In discussing the possible nature of the citrate-enabling mutation(s) the authors consider reactivation of a cryptic transporter, but think this unlikely because they would expect such a cryptic gene to have been degraded beyond recovery after millions of years of disuse. It begs the question - if they consider it so likely that the effect of random mutation is to degrade genes, how do they think useful genes arose in the first place?
Dawkins frequently emphasises the immense length of geological time, suggesting that this is more than enough to overcome the improbability of advantageous mutations. It is time he did a few simple calculations and started to look at geological time objectively. If he did so, he would realise that it is not the answer to evolution's problems that he makes it out to be.

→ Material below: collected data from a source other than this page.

//! Filter/sort pipeline
//!
//! A pure function of (records, query, filters, sort key): score every record,
//! keep the ones that pass the category filter, the type filter and the
//! positive-score predicate, order them by the active sort key and truncate.
//! Nothing is carried between calls.

use std::cmp::Ordering;
use std::collections::BTreeSet;

use chrono::{DateTime, NaiveDate, NaiveDateTime};
use serde::{Deserialize, Serialize};

use crate::interface::{RecordType, SearchHit};
use crate::models::SearchRecord;
use crate::ranking::{score_record, ParsedQuery, ScoringWeights};

/// Maximum results to return from search.
pub const MAX_RESULTS: usize = 20;

/// Queries shorter than this (in chars, after trimming) return no results.
pub const MIN_QUERY_LEN: usize = 3;

// ─────────────────────────────────────────────────────────────────────────────
// FILTERS
// ─────────────────────────────────────────────────────────────────────────────

/// Filter panel state. An empty set means "no filter" for that dimension.
///
/// On the wire the type filter is a list of labels. Deserialization goes
/// through `with_type_label`, so an unknown label survives a round trip and
/// keeps matching nothing instead of failing the whole request.
#[derive(Debug, Clone, Default, PartialEq, Eq, Serialize, Deserialize)]
#[serde(from = "FilterLabels", into = "FilterLabels")]
pub struct SearchFilters {
    pub categories: BTreeSet<String>,
    pub types: BTreeSet<RecordType>,
    /// Type labels that did not parse. They keep the type filter active but
    /// match nothing.
    unknown_types: BTreeSet<String>,
}

#[derive(Debug, Default, Serialize, Deserialize)]
#[serde(default, rename_all = "camelCase")]
struct FilterLabels {
    categories: BTreeSet<String>,
    types: Vec<String>,
}

impl From<FilterLabels> for SearchFilters {
    fn from(labels: FilterLabels) -> Self {
        let filters = SearchFilters {
            categories: labels.categories,
            ..SearchFilters::default()
        };
        labels
            .types
            .iter()
            .fold(filters, |filters, label| filters.with_type_label(label))
    }
}

impl From<SearchFilters> for FilterLabels {
    fn from(filters: SearchFilters) -> Self {
        let types = filters
            .types
            .iter()
            .map(|t| t.as_str().to_string())
            .chain(filters.unknown_types)
            .collect();
        FilterLabels {
            categories: filters.categories,
            types,
        }
    }
}

impl SearchFilters {
    pub fn new() -> Self {
        Self::default()
    }

    pub fn with_category(mut self, category: impl Into<String>) -> Self {
        self.categories.insert(category.into());
        self
    }

    pub fn with_type(mut self, record_type: RecordType) -> Self {
        self.types.insert(record_type);
        self
    }

    /// Add a type by label. Unknown labels select nothing rather than failing.
    pub fn with_type_label(mut self, label: &str) -> Self {
        match RecordType::parse(label) {
            Some(record_type) => {
                self.types.insert(record_type);
            }
            None => {
                tracing::warn!(label, "unknown record type in filter");
                self.unknown_types.insert(label.to_string());
            }
        }
        self
    }

    pub fn is_empty(&self) -> bool {
        self.categories.is_empty() && self.types.is_empty() && self.unknown_types.is_empty()
    }

    fn type_filter_active(&self) -> bool {
        !self.types.is_empty() || !self.unknown_types.is_empty()
    }

    /// Category and type filters are conjunctive.
    pub fn matches(&self, record: &SearchRecord) -> bool {
        if !self.categories.is_empty() && !self.categories.contains(&record.category) {
            return false;
        }
        if self.type_filter_active() && !self.types.contains(&record.record_type) {
            return false;
        }
        true
    }
}

// ─────────────────────────────────────────────────────────────────────────────
// SORT
// ─────────────────────────────────────────────────────────────────────────────

/// The four sort selector options. Exactly one is active.
#[derive(Debug, Clone, Copy, Default, PartialEq, Eq, Hash, Serialize, Deserialize)]
#[serde(rename_all = "lowercase")]
pub enum SortKey {
    #[default]
    Relevance,
    Date,
    Popularity,
    Helpful,
}

impl SortKey {
    pub const ALL: [SortKey; 4] = [
        SortKey::Relevance,
        SortKey::Date,
        SortKey::Popularity,
        SortKey::Helpful,
    ];

    pub fn as_str(self) -> &'static str {
        match self {
            SortKey::Relevance => "relevance",
            SortKey::Date => "date",
            SortKey::Popularity => "popularity",
            SortKey::Helpful => "helpful",
        }
    }

    pub fn parse(label: &str) -> Option<Self> {
        match label.trim().to_lowercase().as_str() {
            "relevance" => Some(SortKey::Relevance),
            "date" => Some(SortKey::Date),
            "popularity" => Some(SortKey::Popularity),
            "helpful" => Some(SortKey::Helpful),
            _ => None,
        }
    }

    /// Label shown in the sort selector
    pub fn display_name(self) -> &'static str {
        match self {
            SortKey::Relevance => "Most Relevant",
            SortKey::Date => "Most Recent",
            SortKey::Popularity => "Most Popular",
            SortKey::Helpful => "Most Helpful",
        }
    }
}

impl std::str::FromStr for SortKey {
    type Err = String;

    fn from_str(s: &str) -> Result<Self, Self::Err> {
        SortKey::parse(s).ok_or_else(|| format!("unknown sort key: {s}"))
    }
}

/// Parse `last_updated` into a comparable timestamp.
/// Accepts `yyyy-mm-dd`, RFC 3339 and `yyyy-mm-dd[T ]hh:mm:ss[.f]`.
pub fn parse_last_updated(value: &str) -> Option<NaiveDateTime> {
    let value = value.trim();
    if value.is_empty() {
        return None;
    }
    if let Ok(date) = NaiveDate::parse_from_str(value, "%Y-%m-%d") {
        return date.and_hms_opt(0, 0, 0);
    }
    if let Ok(dt) = DateTime::parse_from_rfc3339(value) {
        return Some(dt.naive_utc());
    }
    ["%Y-%m-%dT%H:%M:%S%.f", "%Y-%m-%d %H:%M:%S%.f", "%Y-%m-%dT%H:%M:%S", "%Y-%m-%d %H:%M:%S"]
        .iter()
        .find_map(|fmt| NaiveDateTime::parse_from_str(value, fmt).ok())
}

/// Descending comparison for the active key. `sort_by` is stable, so ties keep
/// index order.
fn compare_hits(sort: SortKey, a: &ScoredEntry, b: &ScoredEntry) -> Ordering {
    match sort {
        SortKey::Relevance => b.hit.relevance_score.cmp(&a.hit.relevance_score),
        // None sorts after every parsed date
        SortKey::Date => b.date.cmp(&a.date),
        SortKey::Popularity => b.hit.record.views_or_zero().cmp(&a.hit.record.views_or_zero()),
        SortKey::Helpful => b.hit.record.helpful_or_zero().cmp(&a.hit.record.helpful_or_zero()),
    }
}

// ─────────────────────────────────────────────────────────────────────────────
// PIPELINE
// ─────────────────────────────────────────────────────────────────────────────

struct ScoredEntry {
    hit: SearchHit,
    date: Option<NaiveDateTime>,
}

/// Pipeline output before it is wrapped into a `SearchOutcome`
#[derive(Debug, Clone, Default, PartialEq, Eq)]
pub struct PipelineOutput {
    pub hits: Vec<SearchHit>,
    /// Qualifying records before truncation
    pub total_matches: usize,
}

/// Score, filter, sort and truncate.
pub fn run_pipeline(
    records: &[SearchRecord],
    query: &ParsedQuery,
    filters: &SearchFilters,
    sort: SortKey,
    weights: &ScoringWeights,
    limit: usize,
) -> PipelineOutput {
    // collect() preserves input order, so stable-sort ties stay in index order
    use rayon::prelude::*;
    let mut entries: Vec<ScoredEntry> = records
        .par_iter()
        .filter(|record| filters.matches(record))
        .filter_map(|record| {
            let relevance_score = score_record(query, record, weights);
            if relevance_score == 0 {
                return None;
            }
            let date = match sort {
                SortKey::Date => parse_last_updated(&record.last_updated),
                _ => None,
            };
            Some(ScoredEntry {
                hit: SearchHit {
                    record: record.clone(),
                    relevance_score,
                },
                date,
            })
        })
        .collect();

    let total_matches = entries.len();
    entries.sort_by(|a, b| compare_hits(sort, a, b));
    entries.truncate(limit);

    PipelineOutput {
        hits: entries.into_iter().map(|e| e.hit).collect(),
        total_matches,
    }
}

And this is why, as I indicated above, far from defeating the case for intelligent design based on irreducible complexity, the LTEE results actually support it - because they demonstrate how limited is the ability of random mutations to generate useful sequences. And - unfortunately it needs to be repeated often - natural selection is dependent on being fed the right raw material on which it can work.
Further, it should be noted that the above-mentioned rate of finding useful mutation combinations applies to such as bacteria which have very large population sizes (at least billions) and high rates of reproduction (more than one generation per day). In organisms with smaller populations and slower reproduction rates, what can be achieved will be so much less.
Which is why, yet again, Dawkins misleads his readers by saying:
So whatever evolutionary change Lenski may have clocked up in the equivalent of a million years of bacterial generations, think how much more evolution might happen in say 100 million years of mammalian evolution (p119)
because the size of the human population will be so much smaller than the bacterial populations of the LTEE.
The ID argument is not that an advantageous mutation cannot occur, or even that a few mutually dependent ones cannot - but that the complexity and specificity of molecular biology would require so many mutually dependent ones that it is not credible they could have occurred.